• **How to complete this task**: Across the listing below, how many lines hold "Debug"? Reply with the number by itself.

=== Entries shown ===

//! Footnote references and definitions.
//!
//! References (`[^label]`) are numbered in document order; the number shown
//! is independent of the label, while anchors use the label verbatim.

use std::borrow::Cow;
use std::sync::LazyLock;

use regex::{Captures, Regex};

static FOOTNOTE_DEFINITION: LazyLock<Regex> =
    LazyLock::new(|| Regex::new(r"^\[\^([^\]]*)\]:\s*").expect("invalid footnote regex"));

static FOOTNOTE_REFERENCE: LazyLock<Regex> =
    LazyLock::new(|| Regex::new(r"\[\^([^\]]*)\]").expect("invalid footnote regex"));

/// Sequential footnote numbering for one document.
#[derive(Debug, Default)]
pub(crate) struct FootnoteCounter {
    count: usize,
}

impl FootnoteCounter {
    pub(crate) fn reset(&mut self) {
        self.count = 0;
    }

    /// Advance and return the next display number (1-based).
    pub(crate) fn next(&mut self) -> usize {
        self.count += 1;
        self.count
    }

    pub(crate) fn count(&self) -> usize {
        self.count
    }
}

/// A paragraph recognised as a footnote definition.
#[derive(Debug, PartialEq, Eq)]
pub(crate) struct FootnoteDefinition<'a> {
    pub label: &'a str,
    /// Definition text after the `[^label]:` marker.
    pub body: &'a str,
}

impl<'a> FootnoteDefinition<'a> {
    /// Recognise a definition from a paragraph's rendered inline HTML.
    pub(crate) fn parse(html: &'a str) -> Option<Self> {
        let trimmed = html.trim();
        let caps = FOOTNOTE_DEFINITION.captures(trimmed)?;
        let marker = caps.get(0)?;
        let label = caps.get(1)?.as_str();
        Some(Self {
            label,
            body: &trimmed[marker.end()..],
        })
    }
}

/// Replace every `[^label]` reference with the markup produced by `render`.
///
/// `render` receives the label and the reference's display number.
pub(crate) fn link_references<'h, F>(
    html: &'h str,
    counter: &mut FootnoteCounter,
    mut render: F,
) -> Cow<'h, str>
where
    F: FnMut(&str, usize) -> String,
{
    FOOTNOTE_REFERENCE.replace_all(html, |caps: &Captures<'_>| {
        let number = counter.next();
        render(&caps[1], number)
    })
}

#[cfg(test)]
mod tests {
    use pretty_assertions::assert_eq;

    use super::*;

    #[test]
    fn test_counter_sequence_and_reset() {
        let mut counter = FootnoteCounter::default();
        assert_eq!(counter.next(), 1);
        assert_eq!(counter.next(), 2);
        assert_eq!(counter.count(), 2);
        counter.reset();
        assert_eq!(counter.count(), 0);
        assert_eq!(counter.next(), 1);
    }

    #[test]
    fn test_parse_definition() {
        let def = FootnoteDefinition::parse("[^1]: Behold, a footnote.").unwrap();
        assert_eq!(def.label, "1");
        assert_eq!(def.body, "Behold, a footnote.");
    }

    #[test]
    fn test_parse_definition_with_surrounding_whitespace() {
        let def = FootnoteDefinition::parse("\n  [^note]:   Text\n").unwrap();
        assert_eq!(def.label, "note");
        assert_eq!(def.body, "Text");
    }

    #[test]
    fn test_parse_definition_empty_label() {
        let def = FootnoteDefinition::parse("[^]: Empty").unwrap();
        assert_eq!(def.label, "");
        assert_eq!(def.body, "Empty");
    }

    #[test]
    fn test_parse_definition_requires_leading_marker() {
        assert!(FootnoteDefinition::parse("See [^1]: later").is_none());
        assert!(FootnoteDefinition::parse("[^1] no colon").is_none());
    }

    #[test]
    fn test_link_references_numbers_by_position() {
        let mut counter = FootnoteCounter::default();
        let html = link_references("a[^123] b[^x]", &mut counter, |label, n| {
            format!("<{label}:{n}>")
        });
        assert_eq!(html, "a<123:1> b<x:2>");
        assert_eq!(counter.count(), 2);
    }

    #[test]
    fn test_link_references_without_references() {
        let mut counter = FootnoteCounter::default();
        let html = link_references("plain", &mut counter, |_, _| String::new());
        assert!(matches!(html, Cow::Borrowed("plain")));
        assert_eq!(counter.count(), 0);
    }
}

===
=== Entries shown ===

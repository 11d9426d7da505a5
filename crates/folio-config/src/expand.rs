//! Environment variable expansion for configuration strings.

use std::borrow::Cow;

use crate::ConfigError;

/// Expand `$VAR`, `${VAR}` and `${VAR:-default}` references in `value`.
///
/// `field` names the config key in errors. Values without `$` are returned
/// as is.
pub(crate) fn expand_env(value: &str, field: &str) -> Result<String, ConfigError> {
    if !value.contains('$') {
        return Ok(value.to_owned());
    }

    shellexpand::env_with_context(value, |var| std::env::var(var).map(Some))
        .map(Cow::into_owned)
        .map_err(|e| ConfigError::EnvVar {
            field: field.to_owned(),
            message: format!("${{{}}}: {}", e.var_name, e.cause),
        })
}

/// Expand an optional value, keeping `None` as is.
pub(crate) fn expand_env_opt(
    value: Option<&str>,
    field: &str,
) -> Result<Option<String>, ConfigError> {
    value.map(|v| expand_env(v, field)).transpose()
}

===

• **Expected answer**: 2